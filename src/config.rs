use config::{Config, ConfigError, Environment, File};
use serde::Deserialize;
use std::env;
use std::path::Path;
use thiserror::Error;
use tracing::{error, info};
use validator::{Validate, ValidationError, ValidationErrors};

/// Default values for configuration
const DEFAULT_LOG_LEVEL: &str = "info";
const DEFAULT_ENV: &str = "development";
const DEFAULT_PORT: u16 = 8080;
const CONFIG_DIR: &str = "config";
const DEFAULT_STORAGE_BACKEND: &str = "sql";

/// Application configuration structure with validation
#[derive(Clone, Debug, Deserialize, Validate)]
#[serde(deny_unknown_fields)]
pub struct AppConfig {
    /// Database connection URL
    pub database_url: String,

    /// Server host address
    pub host: String,

    /// Server port
    #[serde(default = "default_port")]
    pub port: u16,

    /// Application environment
    pub environment: String,

    /// Logging level
    #[serde(default = "default_log_level")]
    #[validate(custom = "validate_log_level")]
    pub log_level: String,

    /// Log in JSON format (structured logging)
    #[serde(default)]
    pub log_json: bool,

    /// Aggregate storage backend: "sql" or "in-memory"
    #[serde(default = "default_storage_backend")]
    #[validate(custom = "validate_storage_backend")]
    pub storage_backend: String,

    /// Whether to run database migrations on startup
    #[serde(default)]
    pub auto_migrate: bool,

    /// CORS: comma-separated list of allowed origins (production)
    #[serde(default)]
    pub cors_allowed_origins: Option<String>,

    /// Allow permissive CORS fallback
    #[serde(default = "default_false_bool")]
    pub cors_allow_any_origin: bool,

    /// CORS: allow credentials
    #[serde(default)]
    pub cors_allow_credentials: bool,

    /// DB pool: max connections
    #[serde(default = "default_db_max_connections")]
    pub db_max_connections: u32,

    /// DB pool: min connections
    #[serde(default = "default_db_min_connections")]
    pub db_min_connections: u32,

    /// DB timeouts (seconds)
    #[serde(default = "default_db_connect_timeout_secs")]
    pub db_connect_timeout_secs: u64,
    #[serde(default = "default_db_idle_timeout_secs")]
    pub db_idle_timeout_secs: u64,
    #[serde(default = "default_db_acquire_timeout_secs")]
    pub db_acquire_timeout_secs: u64,

    /// Deadline for a single external collaborator lookup (milliseconds).
    /// Expiry surfaces to callers as a retryable `ExternalLookupTimeout`.
    #[serde(default = "default_lookup_deadline_ms")]
    #[validate(custom = "validate_lookup_deadline")]
    pub lookup_deadline_ms: u64,

    /// Transport-level timeout for collaborator HTTP clients (seconds)
    #[serde(default = "default_collaborator_timeout_secs")]
    pub collaborator_timeout_secs: u64,

    /// Flat service fee added to ad hoc (non-contract) job revenue
    #[serde(default = "default_adhoc_service_fee")]
    #[validate(custom = "validate_adhoc_service_fee")]
    pub adhoc_service_fee: f64,

    /// Currency for finance snapshots (one per tenant by convention)
    #[serde(default = "default_currency")]
    pub default_currency: String,

    /// Event channel capacity for async event processing
    #[serde(default = "default_event_channel_capacity")]
    #[validate(custom = "validate_event_channel_capacity")]
    pub event_channel_capacity: usize,

    // ========== Collaborator base URLs ==========
    /// Employee directory (id -> name, hourly rate)
    #[serde(default = "default_employee_directory_url")]
    pub employee_directory_url: String,

    /// Time-entry store (refs -> durations); sole source of actual minutes
    #[serde(default = "default_time_entry_store_url")]
    pub time_entry_store_url: String,

    /// Contract reader (id -> label, fixed price)
    #[serde(default = "default_contract_reader_url")]
    pub contract_reader_url: String,

    /// Apartment reader (id -> display label)
    #[serde(default = "default_apartment_reader_url")]
    pub apartment_reader_url: String,

    /// Service catalog (id -> display label)
    #[serde(default = "default_service_catalog_url")]
    pub service_catalog_url: String,

    /// Invoice writer (receives frozen finance snapshots)
    #[serde(default = "default_invoice_writer_url")]
    pub invoice_writer_url: String,
}

impl AppConfig {
    /// Gets database URL reference
    pub fn database_url(&self) -> &str {
        &self.database_url
    }

    /// Checks if running in production environment
    pub fn is_production(&self) -> bool {
        self.environment.eq_ignore_ascii_case("production")
    }

    /// Checks if running in development environment
    pub fn is_development(&self) -> bool {
        self.environment.eq_ignore_ascii_case("development")
    }

    /// True when the in-memory aggregate store is selected instead of SQL
    pub fn uses_in_memory_storage(&self) -> bool {
        self.storage_backend.eq_ignore_ascii_case("in-memory")
    }

    /// Returns true if explicit CORS origins are configured
    pub fn has_cors_allowed_origins(&self) -> bool {
        self.cors_allowed_origins
            .as_ref()
            .map(|raw| raw.split(',').any(|origin| !origin.trim().is_empty()))
            .unwrap_or(false)
    }

    /// Whether we should fall back to permissive CORS
    pub fn should_allow_permissive_cors(&self) -> bool {
        self.is_development() || self.cors_allow_any_origin
    }

    /// Gets log level reference
    pub fn log_level(&self) -> &str {
        &self.log_level
    }

    pub fn lookup_deadline(&self) -> std::time::Duration {
        std::time::Duration::from_millis(self.lookup_deadline_ms)
    }

    fn validate_additional_constraints(&self) -> Result<(), ValidationErrors> {
        let mut errors = ValidationErrors::new();

        if !self.should_allow_permissive_cors() && !self.has_cors_allowed_origins() {
            let mut err = ValidationError::new("cors_allowed_origins_required");
            err.message = Some(
                "Set APP__CORS_ALLOWED_ORIGINS for non-development environments or explicitly opt-in via APP__CORS_ALLOW_ANY_ORIGIN=true".into(),
            );
            errors.add("cors_allowed_origins", err);
        }

        if errors.errors().is_empty() {
            Ok(())
        } else {
            Err(errors)
        }
    }
}

/// Configuration loading errors
#[derive(Debug, Error)]
pub enum AppConfigError {
    #[error("Configuration loading failed: {0}")]
    Load(#[from] ConfigError),

    #[error("Configuration validation failed: {0}")]
    Validation(#[from] validator::ValidationErrors),

    #[error("IO error: {0}")]
    Io(#[from] std::io::Error),
}

/// Default value functions
fn default_log_level() -> String {
    DEFAULT_LOG_LEVEL.to_string()
}

fn default_port() -> u16 {
    DEFAULT_PORT
}

fn default_storage_backend() -> String {
    DEFAULT_STORAGE_BACKEND.to_string()
}

fn default_db_max_connections() -> u32 {
    16
}
fn default_db_min_connections() -> u32 {
    2
}
fn default_db_connect_timeout_secs() -> u64 {
    30
}
fn default_db_idle_timeout_secs() -> u64 {
    600
}
fn default_db_acquire_timeout_secs() -> u64 {
    8
}

fn default_false_bool() -> bool {
    false
}

fn default_lookup_deadline_ms() -> u64 {
    2_000
}

fn default_collaborator_timeout_secs() -> u64 {
    10
}

fn default_adhoc_service_fee() -> f64 {
    45.0
}

fn default_currency() -> String {
    "EUR".to_string()
}

fn default_event_channel_capacity() -> usize {
    1024
}

fn default_employee_directory_url() -> String {
    "http://localhost:9101".to_string()
}

fn default_time_entry_store_url() -> String {
    "http://localhost:9102".to_string()
}

fn default_contract_reader_url() -> String {
    "http://localhost:9103".to_string()
}

fn default_apartment_reader_url() -> String {
    "http://localhost:9104".to_string()
}

fn default_service_catalog_url() -> String {
    "http://localhost:9105".to_string()
}

fn default_invoice_writer_url() -> String {
    "http://localhost:9106".to_string()
}

fn validate_storage_backend(value: &str) -> Result<(), ValidationError> {
    match value.to_ascii_lowercase().as_str() {
        "sql" | "in-memory" => Ok(()),
        _ => {
            let mut err = ValidationError::new("storage_backend");
            err.message = Some("Must be one of: sql, in-memory".into());
            Err(err)
        }
    }
}

/// Validates log level values
fn validate_log_level(level: &str) -> Result<(), ValidationError> {
    let valid_levels = ["trace", "debug", "info", "warn", "error"];
    if valid_levels.contains(&level.to_lowercase().as_str()) {
        Ok(())
    } else {
        let mut err = ValidationError::new("log_level");
        err.message = Some("Must be one of: trace, debug, info, warn, error".into());
        Err(err)
    }
}

fn validate_lookup_deadline(value: u64) -> Result<(), ValidationError> {
    if value == 0 {
        let mut err = ValidationError::new("lookup_deadline_ms");
        err.message = Some("lookup_deadline_ms must be greater than 0".into());
        return Err(err);
    }
    Ok(())
}

fn validate_adhoc_service_fee(fee: f64) -> Result<(), ValidationError> {
    if !fee.is_finite() || fee < 0.0 {
        let mut err = ValidationError::new("adhoc_service_fee");
        err.message = Some("adhoc_service_fee must be a finite, non-negative value".into());
        return Err(err);
    }
    Ok(())
}

fn validate_event_channel_capacity(capacity: usize) -> Result<(), ValidationError> {
    if capacity == 0 {
        let mut err = ValidationError::new("event_channel_capacity");
        err.message = Some("event_channel_capacity must be greater than 0".into());
        return Err(err);
    }
    Ok(())
}

/// Initializes tracing using the provided log level as the default filter
pub fn init_tracing(level: &str, json: bool) {
    use tracing_subscriber::fmt;

    let default_directive = format!("fieldops_api={},tower_http=debug", level);
    let filter_directive = env::var("RUST_LOG")
        .ok()
        .filter(|s| !s.trim().is_empty())
        .unwrap_or(default_directive);

    if json {
        let _ = fmt().with_env_filter(filter_directive).json().try_init();
    } else {
        let _ = fmt().with_env_filter(filter_directive).try_init();
    }
}

/// Loads application configuration
///
/// Layers configuration sources in this order:
/// 1. Default config (config/default.toml)
/// 2. Environment-specific config (config/{env}.toml)
/// 3. Docker config (config/docker.toml) if DOCKER env var is set
/// 4. Environment variables (APP__*)
pub fn load_config() -> Result<AppConfig, AppConfigError> {
    // Support both RUN_ENV and APP_ENV for selecting config profile
    let run_env = env::var("RUN_ENV")
        .or_else(|_| env::var("APP_ENV"))
        .unwrap_or_else(|_| DEFAULT_ENV.to_string());
    info!("Loading configuration for environment: {}", run_env);

    if !Path::new(CONFIG_DIR).exists() {
        info!(
            "Config directory '{}' not found; relying on built-in defaults and environment variables",
            CONFIG_DIR
        );
    }

    let mut builder = Config::builder()
        .set_default("database_url", "sqlite://fieldops.db?mode=rwc")?
        .set_default("host", "0.0.0.0")?
        .set_default("port", DEFAULT_PORT)?
        .set_default("environment", DEFAULT_ENV)?
        .set_default("log_level", DEFAULT_LOG_LEVEL)?
        .set_default("log_json", false)?
        .add_source(File::with_name(&format!("{}/default", CONFIG_DIR)).required(false))
        .add_source(File::with_name(&format!("{}/{}", CONFIG_DIR, run_env)).required(false));

    if env::var("DOCKER").is_ok() {
        info!("Docker environment detected");
        builder =
            builder.add_source(File::with_name(&format!("{}/docker", CONFIG_DIR)).required(false));
    }

    let config = builder
        .add_source(Environment::with_prefix("APP").separator("__"))
        .build()?;

    let app_config: AppConfig = config.try_deserialize()?;

    app_config.validate().map_err(|e| {
        error!("Configuration validation failed: {:?}", e);
        AppConfigError::Validation(e)
    })?;

    app_config.validate_additional_constraints().map_err(|e| {
        error!("Configuration security validation failed: {:?}", e);
        AppConfigError::Validation(e)
    })?;

    info!("Configuration loaded successfully");
    Ok(app_config)
}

.....

Problem description >> In the material above, find each line that contains the word "pool", and select it.

Solution to this exercise >>
    /// DB pool: max connections
    /// DB pool: min connections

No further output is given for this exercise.